◆ **GOAL OF THE EXERCISE**: The answer must consist of every line from the entries below that contains the word "names".

Collected data
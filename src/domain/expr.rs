//! Right-hand side expressions of assignments.
//!
//! An expression is either a built-in `ta.*` call or plain arithmetic over
//! variables. Arithmetic goes through a small tokenizer and recursive descent
//! parser into an [`Expr`] tree, which is then evaluated once per bar index:
//!
//! ```text
//! expr   := term (('+' | '-') term)*
//! term   := unary (('*' | '/') unary)*
//! unary  := ('+' | '-') unary | atom
//! atom   := number | identifier | '(' expr ')'
//! ```

use std::fmt;

use tracing::warn;

use crate::domain::error::{ParseError, ScriptErrorKind};
use crate::domain::indicator::Indicator;
use crate::domain::symbols::{Series, SymbolTable};

#[derive(Debug, Clone, Copy, PartialEq, Eq)]
pub enum BinaryOp {
    Add,
    Sub,
    Mul,
    Div,
}

impl BinaryOp {
    fn symbol(self) -> char {
        match self {
            BinaryOp::Add => '+',
            BinaryOp::Sub => '-',
            BinaryOp::Mul => '*',
            BinaryOp::Div => '/',
        }
    }
}

#[derive(Debug, Clone, PartialEq)]
pub enum Expr {
    Number(f64),
    Variable(String),
    Neg(Box<Expr>),
    Binary {
        op: BinaryOp,
        left: Box<Expr>,
        right: Box<Expr>,
    },
}

/// Failure evaluating an [`Expr`] at one bar index.
#[derive(Debug, Clone, PartialEq, thiserror::Error)]
pub enum EvalError {
    #[error("unknown variable '{0}'")]
    UnknownVariable(String),
    #[error("division by zero")]
    DivisionByZero,
    #[error("result is not finite")]
    NonFinite,
}

impl Expr {
    /// Parse arithmetic text into an expression tree.
    pub fn parse(input: &str) -> Result<Expr, ParseError> {
        let tokens = tokenize(input)?;
        let mut parser = Parser {
            tokens: &tokens,
            pos: 0,
            end: input.len(),
        };
        let expr = parser.expr()?;
        if let Some(token) = parser.peek() {
            return Err(ParseError::new(
                format!("unexpected {} after expression", token.kind),
                token.position,
            ));
        }
        Ok(expr)
    }

    /// Evaluate at bar `index`. Not-a-number inputs propagate and are not
    /// errors in themselves.
    pub fn eval_at(&self, symbols: &SymbolTable, index: usize) -> Result<f64, EvalError> {
        let value = match self {
            Expr::Number(n) => *n,
            Expr::Variable(name) => symbols
                .get(name)
                .and_then(|series| series.get(index).copied())
                .ok_or_else(|| EvalError::UnknownVariable(name.clone()))?,
            Expr::Neg(inner) => -inner.eval_at(symbols, index)?,
            Expr::Binary { op, left, right } => {
                let l = left.eval_at(symbols, index)?;
                let r = right.eval_at(symbols, index)?;
                match op {
                    BinaryOp::Add => l + r,
                    BinaryOp::Sub => l - r,
                    BinaryOp::Mul => l * r,
                    BinaryOp::Div if r == 0.0 => return Err(EvalError::DivisionByZero),
                    BinaryOp::Div => l / r,
                }
            }
        };
        if value.is_infinite() {
            return Err(EvalError::NonFinite);
        }
        Ok(value)
    }

    /// Evaluate every index independently. An index that fails evaluation
    /// becomes not-a-number without affecting its neighbours.
    pub fn evaluate(&self, symbols: &SymbolTable) -> Series {
        (0..symbols.bar_count())
            .map(|i| self.eval_at(symbols, i).unwrap_or(f64::NAN))
            .collect()
    }

    /// Variable names referenced by the expression, in first-use order.
    pub fn variables(&self) -> Vec<&str> {
        let mut names = Vec::new();
        self.collect_variables(&mut names);
        names
    }

    fn collect_variables<'a>(&'a self, names: &mut Vec<&'a str>) {
        match self {
            Expr::Number(_) => {}
            Expr::Variable(name) => {
                if !names.contains(&name.as_str()) {
                    names.push(name);
                }
            }
            Expr::Neg(inner) => inner.collect_variables(names),
            Expr::Binary { left, right, .. } => {
                left.collect_variables(names);
                right.collect_variables(names);
            }
        }
    }
}

impl fmt::Display for Expr {
    fn fmt(&self, f: &mut fmt::Formatter<'_>) -> fmt::Result {
        match self {
            Expr::Number(n) => write!(f, "{}", n),
            Expr::Variable(name) => write!(f, "{}", name),
            Expr::Neg(inner) => write!(f, "-{}", inner),
            Expr::Binary { op, left, right } => {
                write!(f, "({} {} {})", left, op.symbol(), right)
            }
        }
    }
}

/// Decoded right-hand side of an assignment.
#[derive(Debug, Clone, PartialEq)]
pub enum Expression {
    Indicator(Indicator),
    Arithmetic(Expr),
    /// Arithmetic that failed to parse. Evaluates to an all-NaN series.
    Invalid { text: String, error: ParseError },
}

impl Expression {
    /// Classify and decode expression text. Only malformed built-in calls are
    /// errors; everything else decodes to arithmetic (possibly invalid).
    pub fn parse(text: &str) -> Result<Expression, ScriptErrorKind> {
        let text = text.trim();
        if let Some(call) = Indicator::parse_call(text) {
            return call.map(Expression::Indicator);
        }
        Ok(match Expr::parse(text) {
            Ok(expr) => Expression::Arithmetic(expr),
            Err(error) => Expression::Invalid {
                text: text.to_string(),
                error,
            },
        })
    }

    pub fn evaluate(&self, symbols: &SymbolTable) -> Result<Series, ScriptErrorKind> {
        match self {
            Expression::Indicator(indicator) => indicator.compute(symbols),
            Expression::Arithmetic(expr) => {
                for name in expr.variables() {
                    if !symbols.contains(name) {
                        warn!(variable = name, expression = %expr, "unknown variable, series is undefined");
                    }
                }
                Ok(expr.evaluate(symbols))
            }
            Expression::Invalid { text, error } => {
                warn!(
                    expression = text.as_str(),
                    error = %error,
                    "expression does not parse, series is undefined"
                );
                Ok(vec![f64::NAN; symbols.bar_count()])
            }
        }
    }
}

impl fmt::Display for Expression {
    fn fmt(&self, f: &mut fmt::Formatter<'_>) -> fmt::Result {
        match self {
            Expression::Indicator(indicator) => write!(f, "{}", indicator),
            Expression::Arithmetic(expr) => write!(f, "{}", expr),
            Expression::Invalid { text, .. } => write!(f, "<invalid: {}>", text),
        }
    }
}

#[derive(Debug, Clone, PartialEq)]
enum TokenKind {
    Number(f64),
    Ident(String),
    Op(BinaryOp),
    LParen,
    RParen,
}

impl fmt::Display for TokenKind {
    fn fmt(&self, f: &mut fmt::Formatter<'_>) -> fmt::Result {
        match self {
            TokenKind::Number(n) => write!(f, "number {}", n),
            TokenKind::Ident(name) => write!(f, "'{}'", name),
            TokenKind::Op(op) => write!(f, "'{}'", op.symbol()),
            TokenKind::LParen => write!(f, "'('"),
            TokenKind::RParen => write!(f, "')'"),
        }
    }
}

#[derive(Debug, Clone, PartialEq)]
struct Token {
    kind: TokenKind,
    position: usize,
}

fn tokenize(input: &str) -> Result<Vec<Token>, ParseError> {
    let bytes = input.as_bytes();
    let mut tokens = Vec::new();
    let mut pos = 0;

    while pos < bytes.len() {
        let ch = bytes[pos];
        let kind = match ch {
            b' ' | b'\t' | b'\r' | b'\n' => {
                pos += 1;
                continue;
            }
            b'+' => TokenKind::Op(BinaryOp::Add),
            b'-' => TokenKind::Op(BinaryOp::Sub),
            b'*' => TokenKind::Op(BinaryOp::Mul),
            b'/' => TokenKind::Op(BinaryOp::Div),
            b'(' => TokenKind::LParen,
            b')' => TokenKind::RParen,
            b'0'..=b'9' | b'.' => {
                let start = pos;
                let end = scan_number(bytes, pos);
                let text = &input[start..end];
                let value = text
                    .parse::<f64>()
                    .map_err(|_| ParseError::new(format!("invalid number: {}", text), start))?;
                tokens.push(Token {
                    kind: TokenKind::Number(value),
                    position: start,
                });
                pos = end;
                continue;
            }
            b'a'..=b'z' | b'A'..=b'Z' | b'_' => {
                let start = pos;
                while pos < bytes.len() && (bytes[pos].is_ascii_alphanumeric() || bytes[pos] == b'_')
                {
                    pos += 1;
                }
                tokens.push(Token {
                    kind: TokenKind::Ident(input[start..pos].to_string()),
                    position: start,
                });
                continue;
            }
            _ => {
                let found = input[pos..].chars().next().unwrap_or_default();
                return Err(ParseError::new(
                    format!("unexpected character '{}'", found),
                    pos,
                ));
            }
        };
        tokens.push(Token {
            kind,
            position: pos,
        });
        pos += 1;
    }

    Ok(tokens)
}

/// End offset of `digits [. digits] [e [+-] digits]` starting at `pos`.
fn scan_number(bytes: &[u8], mut pos: usize) -> usize {
    while pos < bytes.len() && (bytes[pos].is_ascii_digit() || bytes[pos] == b'.') {
        pos += 1;
    }
    if pos < bytes.len() && (bytes[pos] == b'e' || bytes[pos] == b'E') {
        let mut exp = pos + 1;
        if exp < bytes.len() && (bytes[exp] == b'+' || bytes[exp] == b'-') {
            exp += 1;
        }
        if exp < bytes.len() && bytes[exp].is_ascii_digit() {
            pos = exp;
            while pos < bytes.len() && bytes[pos].is_ascii_digit() {
                pos += 1;
            }
        }
    }
    pos
}

struct Parser<'a> {
    tokens: &'a [Token],
    pos: usize,
    end: usize,
}

impl<'a> Parser<'a> {
    fn peek(&self) -> Option<&'a Token> {
        self.tokens.get(self.pos)
    }

    fn advance(&mut self) -> Option<&'a Token> {
        let token = self.peek()?;
        self.pos += 1;
        Some(token)
    }

    fn peek_op(&self, ops: &[BinaryOp]) -> Option<BinaryOp> {
        match self.peek() {
            Some(Token {
                kind: TokenKind::Op(op),
                ..
            }) if ops.contains(op) => Some(*op),
            _ => None,
        }
    }

    fn expr(&mut self) -> Result<Expr, ParseError> {
        let mut left = self.term()?;
        while let Some(op) = self.peek_op(&[BinaryOp::Add, BinaryOp::Sub]) {
            self.pos += 1;
            let right = self.term()?;
            left = Expr::Binary {
                op,
                left: Box::new(left),
                right: Box::new(right),
            };
        }
        Ok(left)
    }

    fn term(&mut self) -> Result<Expr, ParseError> {
        let mut left = self.unary()?;
        while let Some(op) = self.peek_op(&[BinaryOp::Mul, BinaryOp::Div]) {
            self.pos += 1;
            let right = self.unary()?;
            left = Expr::Binary {
                op,
                left: Box::new(left),
                right: Box::new(right),
            };
        }
        Ok(left)
    }

    fn unary(&mut self) -> Result<Expr, ParseError> {
        match self.peek_op(&[BinaryOp::Add, BinaryOp::Sub]) {
            Some(BinaryOp::Sub) => {
                self.pos += 1;
                Ok(Expr::Neg(Box::new(self.unary()?)))
            }
            Some(_) => {
                self.pos += 1;
                self.unary()
            }
            None => self.atom(),
        }
    }

    fn atom(&mut self) -> Result<Expr, ParseError> {
        let Some(token) = self.advance() else {
            return Err(ParseError::new(
                "expected number, variable or '(', found end of input",
                self.end,
            ));
        };
        match &token.kind {
            TokenKind::Number(n) => Ok(Expr::Number(*n)),
            TokenKind::Ident(name) => Ok(Expr::Variable(name.clone())),
            TokenKind::LParen => {
                let inner = self.expr()?;
                match self.advance() {
                    Some(Token {
                        kind: TokenKind::RParen,
                        ..
                    }) => Ok(inner),
                    Some(other) => Err(ParseError::new(
                        format!("expected ')', found {}", other.kind),
                        other.position,
                    )),
                    None => Err(ParseError::new("expected ')', found end of input", self.end)),
                }
            }
            other => Err(ParseError::new(
                format!("expected number, variable or '(', found {}", other),
                token.position,
            )),
        }
    }
}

◆ **EXERCISE OUTPUT**:
    /// Variable names referenced by the expression, in first-use order.
        let mut names = Vec::new();
        self.collect_variables(&mut names);
        names
    fn collect_variables<'a>(&'a self, names: &mut Vec<&'a str>) {
                if !names.contains(&name.as_str()) {
                    names.push(name);
            Expr::Neg(inner) => inner.collect_variables(names),
                left.collect_variables(names);
                right.collect_variables(names);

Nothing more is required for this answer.